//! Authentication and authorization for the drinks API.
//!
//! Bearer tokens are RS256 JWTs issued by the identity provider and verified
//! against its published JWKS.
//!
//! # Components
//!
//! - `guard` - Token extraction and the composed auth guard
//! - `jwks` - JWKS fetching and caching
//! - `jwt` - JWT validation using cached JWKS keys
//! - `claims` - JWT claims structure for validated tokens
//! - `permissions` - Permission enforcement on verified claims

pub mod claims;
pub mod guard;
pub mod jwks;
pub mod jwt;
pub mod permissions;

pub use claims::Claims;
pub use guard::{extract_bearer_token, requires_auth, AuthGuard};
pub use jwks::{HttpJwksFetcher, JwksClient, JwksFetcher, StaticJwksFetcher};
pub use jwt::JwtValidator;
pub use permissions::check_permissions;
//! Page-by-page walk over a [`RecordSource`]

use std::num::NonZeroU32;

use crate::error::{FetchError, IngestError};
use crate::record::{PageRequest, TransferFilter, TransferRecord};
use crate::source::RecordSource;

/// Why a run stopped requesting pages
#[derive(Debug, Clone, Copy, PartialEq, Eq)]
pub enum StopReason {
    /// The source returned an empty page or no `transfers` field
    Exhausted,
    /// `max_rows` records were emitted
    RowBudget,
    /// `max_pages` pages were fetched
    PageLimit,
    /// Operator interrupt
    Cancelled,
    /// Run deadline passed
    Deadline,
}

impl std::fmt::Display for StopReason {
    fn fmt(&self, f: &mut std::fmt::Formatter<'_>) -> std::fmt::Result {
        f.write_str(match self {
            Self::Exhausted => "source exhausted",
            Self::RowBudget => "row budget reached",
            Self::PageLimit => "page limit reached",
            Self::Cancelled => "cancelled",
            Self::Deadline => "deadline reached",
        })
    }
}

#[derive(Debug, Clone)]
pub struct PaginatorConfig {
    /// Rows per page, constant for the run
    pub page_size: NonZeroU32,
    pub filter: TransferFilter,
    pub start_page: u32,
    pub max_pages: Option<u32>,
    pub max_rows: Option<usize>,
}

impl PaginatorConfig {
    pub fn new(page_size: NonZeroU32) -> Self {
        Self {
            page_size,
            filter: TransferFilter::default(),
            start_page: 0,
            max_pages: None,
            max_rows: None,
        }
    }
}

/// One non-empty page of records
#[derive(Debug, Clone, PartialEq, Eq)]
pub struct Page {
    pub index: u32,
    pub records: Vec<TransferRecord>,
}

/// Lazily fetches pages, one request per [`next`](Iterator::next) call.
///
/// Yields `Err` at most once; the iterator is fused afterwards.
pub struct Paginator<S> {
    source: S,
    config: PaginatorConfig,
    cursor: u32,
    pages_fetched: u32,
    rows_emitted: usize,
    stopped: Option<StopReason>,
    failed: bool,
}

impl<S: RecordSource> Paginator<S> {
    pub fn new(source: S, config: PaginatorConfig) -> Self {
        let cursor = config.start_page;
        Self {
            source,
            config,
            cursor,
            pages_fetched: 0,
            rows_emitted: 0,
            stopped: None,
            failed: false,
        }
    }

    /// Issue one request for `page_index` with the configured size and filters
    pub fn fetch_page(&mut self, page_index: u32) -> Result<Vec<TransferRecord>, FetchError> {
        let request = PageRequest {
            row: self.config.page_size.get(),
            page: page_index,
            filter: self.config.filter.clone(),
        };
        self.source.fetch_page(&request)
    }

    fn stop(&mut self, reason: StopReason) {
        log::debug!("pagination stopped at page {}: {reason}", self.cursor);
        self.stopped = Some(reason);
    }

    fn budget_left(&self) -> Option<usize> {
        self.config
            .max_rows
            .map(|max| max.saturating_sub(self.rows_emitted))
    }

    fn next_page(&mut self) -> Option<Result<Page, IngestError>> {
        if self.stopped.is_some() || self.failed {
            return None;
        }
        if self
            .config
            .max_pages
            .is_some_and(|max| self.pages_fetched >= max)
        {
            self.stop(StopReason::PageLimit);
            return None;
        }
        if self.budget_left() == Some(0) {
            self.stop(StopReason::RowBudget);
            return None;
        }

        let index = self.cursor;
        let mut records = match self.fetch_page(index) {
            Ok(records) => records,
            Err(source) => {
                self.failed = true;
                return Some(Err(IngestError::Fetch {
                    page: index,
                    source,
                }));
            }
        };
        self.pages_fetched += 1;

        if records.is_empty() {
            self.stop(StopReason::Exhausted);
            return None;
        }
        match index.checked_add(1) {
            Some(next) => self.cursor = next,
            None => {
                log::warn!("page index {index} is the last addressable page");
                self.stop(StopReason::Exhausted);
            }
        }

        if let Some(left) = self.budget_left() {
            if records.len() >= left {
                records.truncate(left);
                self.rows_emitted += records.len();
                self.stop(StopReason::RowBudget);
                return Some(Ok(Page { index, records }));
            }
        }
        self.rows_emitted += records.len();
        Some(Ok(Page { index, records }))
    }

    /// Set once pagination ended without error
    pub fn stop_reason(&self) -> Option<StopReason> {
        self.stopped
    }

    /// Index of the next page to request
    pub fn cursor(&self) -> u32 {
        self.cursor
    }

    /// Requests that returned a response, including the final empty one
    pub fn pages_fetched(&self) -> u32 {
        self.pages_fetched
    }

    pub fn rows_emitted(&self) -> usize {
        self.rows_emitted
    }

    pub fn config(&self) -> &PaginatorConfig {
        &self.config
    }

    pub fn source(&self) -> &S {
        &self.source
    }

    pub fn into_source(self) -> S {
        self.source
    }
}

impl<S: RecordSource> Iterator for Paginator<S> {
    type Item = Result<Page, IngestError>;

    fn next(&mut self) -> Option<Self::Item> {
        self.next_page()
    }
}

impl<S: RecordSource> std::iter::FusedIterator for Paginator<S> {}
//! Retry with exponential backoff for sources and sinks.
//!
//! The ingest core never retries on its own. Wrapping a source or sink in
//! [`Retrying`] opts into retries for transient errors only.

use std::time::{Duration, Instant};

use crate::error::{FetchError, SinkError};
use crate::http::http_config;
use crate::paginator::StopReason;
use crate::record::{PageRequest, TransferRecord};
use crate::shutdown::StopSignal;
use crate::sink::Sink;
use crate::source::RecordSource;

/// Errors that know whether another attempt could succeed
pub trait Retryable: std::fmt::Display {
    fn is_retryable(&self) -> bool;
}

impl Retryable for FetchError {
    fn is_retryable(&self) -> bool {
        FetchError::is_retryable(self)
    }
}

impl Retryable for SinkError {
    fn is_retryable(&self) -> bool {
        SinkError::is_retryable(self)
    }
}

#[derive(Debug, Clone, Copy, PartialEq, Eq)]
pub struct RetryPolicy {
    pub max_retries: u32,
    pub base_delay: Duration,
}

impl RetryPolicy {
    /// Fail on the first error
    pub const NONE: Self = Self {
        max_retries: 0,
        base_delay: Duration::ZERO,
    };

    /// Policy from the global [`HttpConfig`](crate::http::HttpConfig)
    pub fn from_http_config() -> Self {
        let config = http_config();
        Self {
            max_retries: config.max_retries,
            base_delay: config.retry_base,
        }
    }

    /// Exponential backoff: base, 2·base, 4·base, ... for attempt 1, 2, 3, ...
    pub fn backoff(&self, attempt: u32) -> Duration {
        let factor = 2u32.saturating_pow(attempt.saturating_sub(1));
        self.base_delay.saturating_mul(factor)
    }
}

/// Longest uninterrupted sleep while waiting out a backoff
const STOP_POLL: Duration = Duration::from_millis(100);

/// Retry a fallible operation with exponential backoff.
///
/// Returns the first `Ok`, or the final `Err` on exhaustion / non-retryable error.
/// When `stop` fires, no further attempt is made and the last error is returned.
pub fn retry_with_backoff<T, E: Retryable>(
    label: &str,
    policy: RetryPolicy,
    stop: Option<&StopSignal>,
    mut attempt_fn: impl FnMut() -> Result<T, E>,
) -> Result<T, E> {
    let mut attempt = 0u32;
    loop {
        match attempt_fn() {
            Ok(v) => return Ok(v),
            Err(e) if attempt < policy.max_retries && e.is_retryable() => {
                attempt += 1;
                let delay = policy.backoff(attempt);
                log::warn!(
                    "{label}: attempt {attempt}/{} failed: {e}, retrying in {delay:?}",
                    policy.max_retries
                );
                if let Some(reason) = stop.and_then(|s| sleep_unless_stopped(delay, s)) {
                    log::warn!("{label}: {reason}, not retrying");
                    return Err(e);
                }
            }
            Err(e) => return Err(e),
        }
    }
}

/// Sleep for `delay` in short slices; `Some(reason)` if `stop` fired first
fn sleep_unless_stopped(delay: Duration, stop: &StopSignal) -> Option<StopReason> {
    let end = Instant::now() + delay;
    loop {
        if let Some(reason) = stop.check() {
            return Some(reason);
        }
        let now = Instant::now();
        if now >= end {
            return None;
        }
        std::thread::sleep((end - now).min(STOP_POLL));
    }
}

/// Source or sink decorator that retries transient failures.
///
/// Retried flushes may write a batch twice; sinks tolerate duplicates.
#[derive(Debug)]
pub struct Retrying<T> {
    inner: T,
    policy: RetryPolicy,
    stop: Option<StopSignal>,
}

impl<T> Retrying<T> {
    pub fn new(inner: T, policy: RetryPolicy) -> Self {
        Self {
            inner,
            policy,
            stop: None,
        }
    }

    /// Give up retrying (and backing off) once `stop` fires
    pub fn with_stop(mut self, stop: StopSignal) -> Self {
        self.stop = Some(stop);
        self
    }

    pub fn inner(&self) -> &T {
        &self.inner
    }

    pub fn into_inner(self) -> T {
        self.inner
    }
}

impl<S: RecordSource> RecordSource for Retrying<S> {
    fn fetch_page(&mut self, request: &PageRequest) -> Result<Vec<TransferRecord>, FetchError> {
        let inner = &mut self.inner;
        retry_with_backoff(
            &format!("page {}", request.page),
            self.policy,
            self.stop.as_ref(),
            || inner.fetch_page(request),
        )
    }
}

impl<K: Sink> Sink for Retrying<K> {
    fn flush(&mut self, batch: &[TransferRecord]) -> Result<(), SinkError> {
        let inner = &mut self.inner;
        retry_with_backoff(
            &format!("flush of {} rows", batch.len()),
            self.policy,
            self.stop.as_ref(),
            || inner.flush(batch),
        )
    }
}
______
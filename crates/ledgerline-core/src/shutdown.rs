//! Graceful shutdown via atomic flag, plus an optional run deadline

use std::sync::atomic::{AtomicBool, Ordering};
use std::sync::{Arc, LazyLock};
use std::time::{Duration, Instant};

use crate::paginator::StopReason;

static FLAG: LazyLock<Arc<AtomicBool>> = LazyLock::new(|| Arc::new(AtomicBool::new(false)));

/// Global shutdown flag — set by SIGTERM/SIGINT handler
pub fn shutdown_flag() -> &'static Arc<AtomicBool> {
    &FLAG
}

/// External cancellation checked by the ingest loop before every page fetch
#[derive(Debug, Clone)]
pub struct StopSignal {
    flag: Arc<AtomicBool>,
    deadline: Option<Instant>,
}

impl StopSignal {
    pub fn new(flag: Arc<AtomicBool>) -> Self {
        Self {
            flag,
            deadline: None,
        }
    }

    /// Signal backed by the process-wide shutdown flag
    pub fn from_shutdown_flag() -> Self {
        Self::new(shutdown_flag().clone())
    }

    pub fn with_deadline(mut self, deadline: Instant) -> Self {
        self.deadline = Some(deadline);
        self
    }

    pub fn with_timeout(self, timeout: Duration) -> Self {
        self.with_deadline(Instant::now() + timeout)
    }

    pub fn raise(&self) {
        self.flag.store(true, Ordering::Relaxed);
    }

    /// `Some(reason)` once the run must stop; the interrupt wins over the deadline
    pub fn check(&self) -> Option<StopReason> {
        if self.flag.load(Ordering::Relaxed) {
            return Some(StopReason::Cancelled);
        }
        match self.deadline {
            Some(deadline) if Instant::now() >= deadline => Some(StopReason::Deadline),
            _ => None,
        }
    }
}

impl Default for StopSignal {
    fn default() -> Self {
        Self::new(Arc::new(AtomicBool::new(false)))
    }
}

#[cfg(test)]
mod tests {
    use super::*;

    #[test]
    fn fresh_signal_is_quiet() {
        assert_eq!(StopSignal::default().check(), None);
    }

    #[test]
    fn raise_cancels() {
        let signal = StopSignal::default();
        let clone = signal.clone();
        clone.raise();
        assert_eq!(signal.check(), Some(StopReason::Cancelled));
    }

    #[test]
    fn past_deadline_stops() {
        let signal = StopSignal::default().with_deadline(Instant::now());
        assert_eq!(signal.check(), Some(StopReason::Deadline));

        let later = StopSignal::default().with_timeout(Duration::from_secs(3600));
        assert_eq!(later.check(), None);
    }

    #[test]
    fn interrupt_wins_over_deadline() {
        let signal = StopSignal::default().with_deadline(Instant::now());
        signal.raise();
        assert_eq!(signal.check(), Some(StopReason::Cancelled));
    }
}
______
Problem to solve: Look through the entries above and quote exactly the lines from the line with "the drinks API." to the line with "composed auth guard", counting both of those lines.

Expected answer:
//! Authentication and authorization for the drinks API.
//!
//! Bearer tokens are RS256 JWTs issued by the identity provider and verified
//! against its published JWKS.
//!
//! # Components
//!
//! - `guard` - Token extraction and the composed auth guard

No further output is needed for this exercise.